Lange Sätze, Schachtelsätze, Wortungetüme und nicht erklärte Fachbegriffe – die Kommunikation der Bundesregierung zur Corona-Pandemie ist oft unverständlich. Zu diesem Schluss kommt eine Untersuchung der Universität Hohenheim. Die Forschenden analysierten alle 1.362 Pressemitteilungen der Bundesregierung, die im Zeitraum März 2020 bis Januar 2021 mit Corona-Bezug erschienen sind.
„In Krisenzeiten suchen Menschen Informationen und Orientierung“, sagt Studienleiter Frank Brettschneider, stellt jedoch fest: „Informationen zur Corona-Pandemie und zu den staatlichen Schutzmaßnahmen sollten besonders verständlich sein. Sie sind es aber nicht.“
Mittels einer Analyse-Software, die überlange Sätze, Fachbegriffe und zusammengesetzte Wörter in Texten erkennt, klopften der Wissenschaftler und sein Team die Pressemitteilungen nach dem sogenannten Hohenheimer Verständlichkeitsindex (HIX) ab. Demnach erreichen die Mitteilungen der Bundesregierung im Schnitt eine Verständlichkeit von 7,4 Punkten – bei einer Skala von 0 (schwer verständlich) bis 20 (leicht verständlich) Punkten wird es den Leser:innen also recht schwer gemacht, Informationen aufzunehmen. „Anzustreben ist ein Wert von 14“, sagt Brettschneider. Das ist in etwa vergleichbar mit der Verständlichkeit von Politik-Beiträgen in überregionalen Zeitungen oder von Hörfunk-Nachrichten.
Verkehrsministerium am verständlichsten
Mit einem durchschnittlichen Wert von 9,7 Punkten schneidet das Bundesministerium für Verkehr und digitale Infrastruktur am besten ab.

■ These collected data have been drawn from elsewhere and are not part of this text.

//! # Result Pipe
//!
//! Delivers a result envelope to the caller as a byte stream.
//!
//! One writer task per result pushes the prefix and then each body chunk into
//! a bounded channel as the chunks arrive upstream. The caller reads from the
//! other end through [`ResponseHandle`]. A full channel suspends the writer,
//! so the upstream response never runs more than `capacity` chunks ahead of
//! the reader.
//!
//! The writer drops the body (and with it the upstream connection) when the
//! body is exhausted, when reading it fails, or when the reader goes away.
//! Dropping the sender is what the reader observes as end-of-stream.

use crate::core::codec::ResultPrefixCodec;
use crate::core::serialization::ResultPrefix;
use crate::core::BodyStream;
use crate::error::{BrokerError, Result};
use crate::utils::metrics::Metrics;
use bytes::{Buf, Bytes};
use futures::StreamExt;
use std::fmt;
use std::io;
use std::pin::Pin;
use std::sync::Arc;
use std::task::{Context, Poll};
use tokio::io::{AsyncRead, ReadBuf};
use tokio::sync::mpsc;
use tokio_stream::wrappers::ReceiverStream;
use tokio_util::codec::FramedRead;
use tokio_util::io::StreamReader;
use tracing::{debug, warn};

/// Spawns writer tasks feeding bounded result pipes
#[derive(Debug, Clone)]
pub struct ResultPipe {
    capacity: usize,
    metrics: Arc<Metrics>,
}

impl ResultPipe {
    pub fn new(capacity: usize, metrics: Arc<Metrics>) -> Self {
        Self {
            capacity: capacity.max(1),
            metrics,
        }
    }

    /// Stream `prefix` followed by `body` to a new handle.
    ///
    /// Must be called from within a Tokio runtime.
    pub fn stream(&self, prefix: Bytes, body: Option<BodyStream>) -> ResponseHandle {
        let (tx, rx) = mpsc::channel(self.capacity);
        self.metrics.pipe_opened();
        tokio::spawn(write_result(tx, prefix, body, self.metrics.clone()));

        ResponseHandle {
            reader: StreamReader::new(ReceiverStream::new(rx)),
        }
    }
}

async fn write_result(
    tx: mpsc::Sender<io::Result<Bytes>>,
    prefix: Bytes,
    body: Option<BodyStream>,
    metrics: Arc<Metrics>,
) {
    let mut written = prefix.len() as u64;

    if tx.send(Ok(prefix)).await.is_err() {
        debug!("Reader closed before the result prefix was sent");
        metrics.pipe_closed(0);
        return;
    }

    if let Some(mut body) = body {
        while let Some(chunk) = body.next().await {
            match chunk {
                Ok(bytes) if bytes.is_empty() => continue,
                Ok(bytes) => {
                    let len = bytes.len() as u64;
                    if tx.send(Ok(bytes)).await.is_err() {
                        warn!(written, "Reader closed the result pipe early");
                        break;
                    }
                    written += len;
                }
                Err(e) => {
                    warn!(error = %e, written, "Response body failed, closing result pipe");
                    break;
                }
            }
        }
    }

    metrics.pipe_closed(written);
    debug!(bytes = written, "Done sending result");
}

/// Read end of a result pipe
pub struct ResponseHandle {
    reader: StreamReader<ReceiverStream<io::Result<Bytes>>, Bytes>,
}

impl ResponseHandle {
    /// Decode the result prefix and return it with a reader over the body.
    pub async fn into_parts(self) -> Result<(ResultPrefix, ResultBody<Self>)> {
        split_result(self).await
    }
}

impl fmt::Debug for ResponseHandle {
    fn fmt(&self, f: &mut fmt::Formatter<'_>) -> fmt::Result {
        f.debug_struct("ResponseHandle").finish_non_exhaustive()
    }
}

impl AsyncRead for ResponseHandle {
    fn poll_read(
        mut self: Pin<&mut Self>,
        cx: &mut Context<'_>,
        buf: &mut ReadBuf<'_>,
    ) -> Poll<io::Result<()>> {
        Pin::new(&mut self.reader).poll_read(cx, buf)
    }
}

/// Read the result prefix off any byte stream carrying a result envelope.
///
/// Fails with `PipeClosed` if the stream ends before a full prefix arrived.
pub async fn split_result<R>(reader: R) -> Result<(ResultPrefix, ResultBody<R>)>
where
    R: AsyncRead + Unpin,
{
    let mut framed = FramedRead::new(reader, ResultPrefixCodec);
    let prefix = match framed.next().await {
        Some(prefix) => prefix?,
        None => return Err(BrokerError::PipeClosed),
    };

    let parts = framed.into_parts();
    Ok((
        prefix,
        ResultBody {
            buffered: parts.read_buf.freeze(),
            inner: parts.io,
        },
    ))
}

/// Body bytes of a result envelope: whatever was read along with the prefix,
/// then the rest of the underlying stream
pub struct ResultBody<R> {
    buffered: Bytes,
    inner: R,
}

impl<R: AsyncRead + Unpin> AsyncRead for ResultBody<R> {
    fn poll_read(
        mut self: Pin<&mut Self>,
        cx: &mut Context<'_>,
        buf: &mut ReadBuf<'_>,
    ) -> Poll<io::Result<()>> {
        if self.buffered.has_remaining() {
            let n = self.buffered.len().min(buf.remaining());
            buf.put_slice(&self.buffered[..n]);
            self.buffered.advance(n);
            return Poll::Ready(Ok(()));
        }
        Pin::new(&mut self.inner).poll_read(cx, buf)
    }
}

#[cfg(test)]
mod tests {
    #![allow(clippy::unwrap_used, clippy::expect_used)]

    use super::*;
    use crate::core::serialization::{encode_result_prefix, ProtocolVersion};
    use std::time::Duration;
    use tokio::io::AsyncReadExt;

    fn pipe(capacity: usize) -> (ResultPipe, Arc<Metrics>) {
        let metrics = Arc::new(Metrics::new());
        (ResultPipe::new(capacity, metrics.clone()), metrics)
    }

    fn chunks(parts: &[&'static str]) -> BodyStream {
        futures::stream::iter(
            parts
                .iter()
                .map(|p| Ok(Bytes::from_static(p.as_bytes())))
                .collect::<Vec<_>>(),
        )
        .boxed()
    }

    #[tokio::test]
    async fn test_prefix_only_stream() {
        let (pipe, _) = pipe(4);
        let mut handle = pipe.stream(Bytes::from_static(b"prefix"), None);
        let mut out = Vec::new();
        handle.read_to_end(&mut out).await.expect("read");
        assert_eq!(out, b"prefix");
    }

    #[tokio::test]
    async fn test_prefix_then_body_in_order() {
        let (pipe, metrics) = pipe(1);
        let mut handle = pipe.stream(Bytes::from_static(b"P:"), Some(chunks(&["a", "", "bc", "d"])));
        let mut out = Vec::new();
        handle.read_to_end(&mut out).await.expect("read");
        assert_eq!(out, b"P:abcd");

        tokio::time::sleep(Duration::from_millis(10)).await;
        let snap = metrics.snapshot();
        assert_eq!(snap.bytes_streamed, 6);
        assert_eq!(snap.pipes_active, 0);
    }

    #[tokio::test]
    async fn test_body_error_ends_stream() {
        let (pipe, _) = pipe(4);
        let body = futures::stream::iter(vec![
            Ok(Bytes::from_static(b"ok")),
            Err(io::Error::new(io::ErrorKind::ConnectionReset, "reset")),
            Ok(Bytes::from_static(b"never")),
        ])
        .boxed();
        let mut handle = pipe.stream(Bytes::from_static(b">"), Some(body));
        let mut out = Vec::new();
        handle.read_to_end(&mut out).await.expect("read");
        assert_eq!(out, b">ok");
    }

    #[tokio::test]
    async fn test_writer_blocks_until_reader_drains() {
        let (pipe, metrics) = pipe(1);
        let (body_tx, body_rx) = mpsc::channel::<io::Result<Bytes>>(8);
        for _ in 0..4 {
            body_tx.send(Ok(Bytes::from_static(b"xx"))).await.expect("send");
        }
        drop(body_tx);

        let handle = pipe.stream(Bytes::from_static(b"p"), Some(ReceiverStream::new(body_rx).boxed()));
        tokio::time::sleep(Duration::from_millis(20)).await;
        assert_eq!(metrics.snapshot().pipes_active, 1);

        let mut out = Vec::new();
        let mut handle = handle;
        handle.read_to_end(&mut out).await.expect("read");
        assert_eq!(out, b"pxxxxxxxx");
    }

    #[tokio::test]
    async fn test_dropping_handle_stops_writer() {
        let (pipe, metrics) = pipe(1);
        let body = futures::stream::repeat_with(|| Ok(Bytes::from_static(b"chunk"))).boxed();
        let handle = pipe.stream(Bytes::from_static(b"p"), Some(body));
        drop(handle);

        tokio::time::timeout(Duration::from_secs(2), async {
            while metrics.snapshot().pipes_active != 0 {
                tokio::time::sleep(Duration::from_millis(5)).await;
            }
        })
        .await
        .expect("writer should stop after the reader is gone");
    }

    #[tokio::test]
    async fn test_into_parts_splits_prefix_from_body() {
        let (pipe, _) = pipe(2);
        let prefix = encode_result_prefix(ProtocolVersion::V2, None, Some("HTTP/1.1 200 OK"))
            .expect("encode");
        let handle = pipe.stream(Bytes::from(prefix), Some(chunks(&["hello ", "world"])));

        let (prefix, mut body) = handle.into_parts().await.expect("parts");
        assert!(prefix.error.is_none());
        assert_eq!(prefix.headers.as_deref(), Some("HTTP/1.1 200 OK"));

        let mut out = String::new();
        body.read_to_string(&mut out).await.expect("read");
        assert_eq!(out, "hello world");
    }

    #[tokio::test]
    async fn test_into_parts_on_empty_stream() {
        let (pipe, _) = pipe(2);
        let handle = pipe.stream(Bytes::new(), None);
        assert!(matches!(
            handle.into_parts().await,
            Err(BrokerError::PipeClosed)
        ));
    }
}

Den letzten Platz belegt das Bundesministerium für Justiz und Verbraucherschutz (HIX= 4,9). Formal am verständlichsten sind die Pressemitteilungen des Bundes zum Themenbereich „Kitas, Schule und Uni“ (HIX= 8,4). Thematisch am unverständlichsten sind die Pressemitteilungen zum Themenbereich „Soziales und Alltag“ (HIX= 7,0).
Vor allem Fremd- und Fachwörter, die nicht erklärt werden, zusammengesetzte Wörter sowie lange „Monster- und Bandwurmsätze“ sind den Forschenden zufolge ein Problem. „Schachtelsätze mit 40 bis 50 Wörtern sind keine Seltenheit“, hat Kommunikationswissenschaftlerin Kerstin Keller beobachtet. „Dabei gilt: Ein Gedanke, ein Satz.“ Oft fänden sich aber vier oder fünf Gedanken in einem Satz, was die Aufnahme der Informationen erschwere.
Zudem seien Begriffe wie „Corona Matching Fazilität“, „Point-of-Care-Antigentest“ oder auch „Letalität“ und „Provenienzforschung“ ohne Vorwissen nur schwer verständlich. Einen ähnlichen Effekt hätten Wortzusammensetzungen wie „WissZeitVG-Befristungsdauer-Verlängerungs-Verordnung“ oder „lebensmittelkennzeichnungsrechtlich“. Und nicht alle Corona-Wortschöpfungen seien selbsterklärend, wie zum Beispiel „CoronaCare“ oder „Covid-19 Evidenz-Ökosystem“.
Insgesamt, so stellen die Forschenden fest, sei die Verständlichkeit der Pressemitteilungen seit März 2020 nicht besser geworden. Sie schwankte auf Monatsbasis zwischen 6,9 und 8,4 Punkten.
Über den „Hohenheimer Verständlichkeitsindex“
Das Fachgebiet für Kommunikationswissenschaft an der Universität Hohenheim untersucht seit 15 Jahren mithilfe einer speziellen Software die formale Verständlichkeit von öffentlichen Texten, darunter Wahlprogramme, Medienberichterstattung, Kundenkommunikation von Unternehmen, Verwaltungs- und Regierungskommunikation sowie Vorstandsreden von Dax-Unternehmen. Die Software berechnet verschiedene Lesbarkeitsformeln sowie Textfaktoren, die für die Verständlichkeit relevant sind, zum Beispiel Satzlängen, Wortlängen, Schachtelsätze. Daraus ergibt sich der „Hohenheimer Verständlichkeitsindex“, der die Verständlichkeit von Texten auf einer Skala von 0 (schwer verständlich) bis 20 (leicht verständlich) abbildet.